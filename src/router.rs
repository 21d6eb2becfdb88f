//! Router: drives one navigation end to end.
//!
//! A navigation resolves the requested path, follows route-level redirects
//! (these apply before any guard), asks the guard, and on a guard redirect
//! starts over at the new target. The chain stops at the first allowed route.
//!
//! A role without a landing route (e.g. a user whose role is `cocinero`) would
//! otherwise bounce between the catch-all and the login route forever, so
//! the number of hops is capped.

#[cfg(test)]
#[path = "router_test.rs"]
mod tests;

use std::sync::{Mutex, MutexGuard};

use crate::guard::{Decision, NavigationGuard};
use crate::routes::{ResolvedRoute, RouteTable};

const MAX_REDIRECT_HOPS: usize = 10;

#[derive(Debug, thiserror::Error)]
pub enum NavigationError {
    #[error("no route matches {0:?}")]
    NotFound(String),
    #[error("navigation to {path:?} redirected more than {hops} times")]
    RedirectLoop { path: String, hops: usize },
}

/// A completed navigation.
#[derive(Clone, Debug, PartialEq)]
pub struct Navigation {
    pub location: ResolvedRoute,
    /// Paths visited and redirected away from, in order.
    pub redirected_from: Vec<String>,
}

impl Navigation {
    #[must_use]
    pub fn was_redirected(&self) -> bool {
        !self.redirected_from.is_empty()
    }
}

pub struct Router {
    table: RouteTable,
    guard: NavigationGuard,
    current: Mutex<Option<ResolvedRoute>>,
}

impl Router {
    #[must_use]
    pub fn new(table: RouteTable, guard: NavigationGuard) -> Self {
        Self { table, guard, current: Mutex::new(None) }
    }

    #[must_use]
    pub fn table(&self) -> &RouteTable {
        &self.table
    }

    fn lock_current(&self) -> MutexGuard<'_, Option<ResolvedRoute>> {
        self.current
            .lock()
            .unwrap_or_else(std::sync::PoisonError::into_inner)
    }

    /// The last location a navigation settled on.
    #[must_use]
    pub fn current(&self) -> Option<ResolvedRoute> {
        self.lock_current().clone()
    }

    /// Navigate to `path`, following redirects until a route is allowed.
    ///
    /// # Errors
    ///
    /// - [`NavigationError::NotFound`] if some path in the chain matches no
    ///   route.
    /// - [`NavigationError::RedirectLoop`] after too many redirects.
    pub fn navigate(&self, path: &str) -> Result<Navigation, NavigationError> {
        let from = self.current().map(|r| r.path);
        let mut target = path.to_owned();
        let mut redirected_from = Vec::new();

        for _ in 0..=MAX_REDIRECT_HOPS {
            let resolved = self
                .table
                .resolve(&target)
                .ok_or_else(|| NavigationError::NotFound(target.clone()))?;

            if let Some(to) = &resolved.redirect {
                tracing::debug!(from = %resolved.path, to = %to, "route redirect");
                redirected_from.push(resolved.path.clone());
                target.clone_from(to);
                continue;
            }

            match self.guard.evaluate(&resolved, from.as_deref()) {
                Decision::Allow => {
                    tracing::info!(path = %resolved.path, redirects = redirected_from.len(), "navigated");
                    *self.lock_current() = Some(resolved.clone());
                    return Ok(Navigation { location: resolved, redirected_from });
                }
                Decision::Redirect(to) => {
                    redirected_from.push(resolved.path);
                    target = to;
                }
            }
        }

        tracing::warn!(path, hops = MAX_REDIRECT_HOPS, "redirect loop");
        Err(NavigationError::RedirectLoop { path: path.to_owned(), hops: MAX_REDIRECT_HOPS })
    }
}
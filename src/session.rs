//! Session store: the single authority for who is logged in.
//!
//! SYSTEM CONTEXT
//! ==============
//! One `SessionStore` lives in [`crate::state::AppState`] for the lifetime of
//! the application. The navigation guard reads it (after `check_auth`) on
//! every transition; the login flow drives `login`/`logout`.
//!
//! DESIGN
//! ======
//! The in-memory [`Session`] sits behind a short-lived mutex that is never
//! held across an `.await`. The role is always derived from the user record,
//! so `is_authenticated` and `role` cannot disagree.
//!
//! TRADE-OFFS
//! ==========
//! Login attempts may overlap. Each attempt takes a generation number when it
//! starts and only the most recently started attempt may apply its outcome;
//! `logout` also bumps the generation so a late response cannot resurrect a
//! cleared session. Superseded attempts still report their own result to
//! their caller.
//!
//! The persisted record has no expiry or integrity check: whatever is in local
//! storage is trusted as the current user.

#[cfg(test)]
#[path = "session_test.rs"]
mod tests;

use std::sync::{Arc, Mutex, MutexGuard};

use crate::directory::{DirectoryError, UserDirectory};
use crate::storage::{DurableStorage, StorageError};
use crate::user::User;

/// Storage key holding the serialized user record.
pub const SESSION_STORAGE_KEY: &str = "user";

/// User-facing message for a lookup that matched nothing.
pub const INVALID_CREDENTIALS_MESSAGE: &str = "Credenciales inválidas";

// =============================================================================
// ERROR TYPE
// =============================================================================

#[derive(Debug, thiserror::Error)]
pub enum AuthError {
    /// The credential service failed; its message is passed through.
    #[error(transparent)]
    Backend(#[from] DirectoryError),

    /// No record matched. Does not reveal which half of the pair was wrong.
    #[error("{}", INVALID_CREDENTIALS_MESSAGE)]
    InvalidCredentials,

    /// The authenticated record could not be written to local storage.
    #[error("session storage failed: {0}")]
    Storage(#[from] StorageError),

    /// Local storage holds a session record that does not deserialize.
    #[error("stored session is malformed: {0}")]
    CorruptSession(#[source] serde_json::Error),
}

// =============================================================================
// SESSION SNAPSHOT
// =============================================================================

/// Point-in-time view of the session.
#[derive(Clone, Debug, Default, PartialEq)]
pub struct Session {
    pub user: Option<User>,
    /// True only while the current login attempt is in flight.
    pub loading: bool,
    /// Message from the most recent failed login attempt.
    pub last_error: Option<String>,
}

impl Session {
    #[must_use]
    pub fn is_authenticated(&self) -> bool {
        self.user.is_some()
    }

    #[must_use]
    pub fn role(&self) -> Option<&str> {
        self.user.as_ref().map(|u| u.role.as_str())
    }
}

// =============================================================================
// STORE
// =============================================================================

struct Inner {
    session: Session,
    generation: u64,
}

pub struct SessionStore {
    directory: Arc<dyn UserDirectory>,
    storage: Arc<dyn DurableStorage>,
    inner: Mutex<Inner>,
}

impl SessionStore {
    /// Create an empty (logged out) store. Nothing is read from storage until
    /// [`SessionStore::check_auth`] is called.
    #[must_use]
    pub fn new(directory: Arc<dyn UserDirectory>, storage: Arc<dyn DurableStorage>) -> Self {
        Self { directory, storage, inner: Mutex::new(Inner { session: Session::default(), generation: 0 }) }
    }

    fn lock(&self) -> MutexGuard<'_, Inner> {
        self.inner
            .lock()
            .unwrap_or_else(std::sync::PoisonError::into_inner)
    }

    #[must_use]
    pub fn snapshot(&self) -> Session {
        self.lock().session.clone()
    }

    #[must_use]
    pub fn is_authenticated(&self) -> bool {
        self.lock().session.is_authenticated()
    }

    #[must_use]
    pub fn role(&self) -> Option<String> {
        self.lock().session.role().map(str::to_owned)
    }

    #[must_use]
    pub fn user(&self) -> Option<User> {
        self.lock().session.user.clone()
    }

    #[must_use]
    pub fn is_loading(&self) -> bool {
        self.lock().session.loading
    }

    #[must_use]
    pub fn last_error(&self) -> Option<String> {
        self.lock().session.last_error.clone()
    }

    /// Authenticate against the directory and return the user's role.
    ///
    /// Exactly one directory lookup is issued. On success the record is
    /// persisted under [`SESSION_STORAGE_KEY`] and becomes the session user.
    ///
    /// # Errors
    ///
    /// - [`AuthError::Backend`] if the lookup itself fails.
    /// - [`AuthError::InvalidCredentials`] if nothing matches.
    /// - [`AuthError::Storage`] if the record cannot be persisted.
    ///
    /// Every failure is also recorded as [`Session::last_error`].
    ///
    /// If a later `login` or a `logout` starts before this attempt finishes,
    /// its outcome is returned but not applied: an `Ok` role then does not
    /// mean the session was set, so check [`Self::is_authenticated`] before
    /// navigating on it.
    pub async fn login(&self, identifier: &str, secret: &str) -> Result<String, AuthError> {
        let generation = self.begin_attempt();
        let outcome = match self.directory.find_user(identifier, secret).await {
            Ok(Some(user)) => Ok(user),
            Ok(None) => Err(AuthError::InvalidCredentials),
            Err(e) => Err(AuthError::Backend(e)),
        };
        self.finish_attempt(generation, identifier, outcome)
    }

    fn begin_attempt(&self) -> u64 {
        let mut inner = self.lock();
        inner.generation += 1;
        inner.session.loading = true;
        inner.session.last_error = None;
        inner.generation
    }

    fn finish_attempt(&self, generation: u64, identifier: &str, outcome: Result<User, AuthError>) -> Result<String, AuthError> {
        let mut inner = self.lock();
        if inner.generation != generation {
            tracing::debug!(user = identifier, generation, current = inner.generation, "discarding superseded login result");
            return outcome.map(|user| user.role);
        }
        inner.session.loading = false;

        let applied = outcome.and_then(|user| {
            let raw = serde_json::to_string(&user).map_err(|e| AuthError::Storage(StorageError::Format(e)))?;
            self.storage.set(SESSION_STORAGE_KEY, &raw)?;
            Ok(user)
        });

        match applied {
            Ok(user) => {
                let role = user.role.clone();
                tracing::info!(user = %user.name, role = %role, "login succeeded");
                inner.session.user = Some(user);
                Ok(role)
            }
            Err(e) => {
                tracing::warn!(user = identifier, error = %e, "login failed");
                inner.session.last_error = Some(e.to_string());
                Err(e)
            }
        }
    }

    /// Clear the session and its persisted record. No network call.
    ///
    /// Idempotent. Any login still in flight is superseded.
    ///
    /// # Errors
    ///
    /// Returns a [`StorageError`] if the persisted record cannot be removed;
    /// the in-memory session is cleared regardless.
    pub fn logout(&self) -> Result<(), StorageError> {
        let mut inner = self.lock();
        inner.generation += 1;
        inner.session.loading = false;
        if let Some(user) = inner.session.user.take() {
            tracing::info!(user = %user.name, "logged out");
        }
        self.storage.remove(SESSION_STORAGE_KEY)
    }

    /// Restore the session user from local storage.
    ///
    /// A stored record always overwrites the in-memory user; with nothing
    /// stored the in-memory session is left as is.
    ///
    /// # Errors
    ///
    /// - [`AuthError::Storage`] if storage cannot be read.
    /// - [`AuthError::CorruptSession`] if the stored record does not
    ///   deserialize. The in-memory session is unchanged in both cases.
    pub fn check_auth(&self) -> Result<(), AuthError> {
        let mut inner = self.lock();
        let Some(raw) = self.storage.get(SESSION_STORAGE_KEY)? else {
            return Ok(());
        };
        let user: User = serde_json::from_str(&raw).map_err(AuthError::CorruptSession)?;
        inner.session.user = Some(user);
        Ok(())
    }
}
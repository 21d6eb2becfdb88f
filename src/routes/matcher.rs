//! Path patterns and matching.
//!
//! Supported segment forms:
//! - `mesas` — static, exact match
//! - `:id` — one segment, captured
//! - `:rest(.*)*` or `*` — zero or more segments, captured joined by `/`
//!
//! Catch-all segments are greedy and backtrack so trailing static segments
//! (`/:any(.*)*/login`) still match.

use std::collections::BTreeMap;

#[derive(Clone, Debug, PartialEq, Eq)]
pub(crate) enum Segment {
    Static(String),
    Param(String),
    CatchAll(String),
}

const DEFAULT_CATCH_ALL_NAME: &str = "pathMatch";

pub(crate) fn parse_pattern(pattern: &str) -> Vec<Segment> {
    pattern
        .split('/')
        .filter(|s| !s.is_empty())
        .map(parse_segment)
        .collect()
}

fn parse_segment(raw: &str) -> Segment {
    if raw == "*" {
        return Segment::CatchAll(DEFAULT_CATCH_ALL_NAME.to_owned());
    }
    let Some(param) = raw.strip_prefix(':') else {
        return Segment::Static(raw.to_owned());
    };
    let name_end = param.find(['(', '*', '+', '?']).unwrap_or(param.len());
    let name = &param[..name_end];
    let name = if name.is_empty() { DEFAULT_CATCH_ALL_NAME } else { name };
    if param.ends_with('*') || param.contains("(.*)") {
        Segment::CatchAll(name.to_owned())
    } else {
        Segment::Param(name.to_owned())
    }
}

/// Strip query and fragment, collapse duplicate and trailing slashes.
pub(crate) fn normalize_path(path: &str) -> String {
    let end = path.find(['?', '#']).unwrap_or(path.len());
    let segments: Vec<&str> = path[..end].split('/').filter(|s| !s.is_empty()).collect();
    format!("/{}", segments.join("/"))
}

/// Join a child route path onto its parent's full path.
pub(crate) fn join_paths(parent: &str, child: &str) -> String {
    if child.starts_with('/') {
        return child.to_owned();
    }
    if child.is_empty() {
        return parent.to_owned();
    }
    if parent.ends_with('/') {
        format!("{parent}{child}")
    } else {
        format!("{parent}/{child}")
    }
}

pub(crate) fn has_catch_all(segments: &[Segment]) -> bool {
    segments.iter().any(|s| matches!(s, Segment::CatchAll(_)))
}

/// Match a normalized path against a pattern, returning captured params.
pub(crate) fn match_path(pattern: &[Segment], path: &str) -> Option<BTreeMap<String, String>> {
    let parts: Vec<&str> = path.split('/').filter(|s| !s.is_empty()).collect();
    let mut params = BTreeMap::new();
    match_segments(pattern, &parts, &mut params).then_some(params)
}

fn match_segments(pattern: &[Segment], path: &[&str], params: &mut BTreeMap<String, String>) -> bool {
    let Some((head, rest)) = pattern.split_first() else {
        return path.is_empty();
    };
    match head {
        Segment::Static(expected) => {
            path.first().is_some_and(|p| *p == expected.as_str()) && match_segments(rest, &path[1..], params)
        }
        Segment::Param(name) => {
            let Some((first, tail)) = path.split_first() else {
                return false;
            };
            if match_segments(rest, tail, params) {
                params.insert(name.clone(), (*first).to_owned());
                return true;
            }
            false
        }
        Segment::CatchAll(name) => {
            for take in (0..=path.len()).rev() {
                if match_segments(rest, &path[take..], params) {
                    params.insert(name.clone(), path[..take].join("/"));
                    return true;
                }
            }
            false
        }
    }
}

#[cfg(test)]
#[path = "matcher_test.rs"]
mod tests;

* **What the task asks**
A complete answer reproduces every line of the records in which the word "CorruptSession" occurs.

* **Response to the exercise**
    CorruptSession(#[source] serde_json::Error),
    /// - [`AuthError::CorruptSession`] if the stored record does not
        let user: User = serde_json::from_str(&raw).map_err(AuthError::CorruptSession)?;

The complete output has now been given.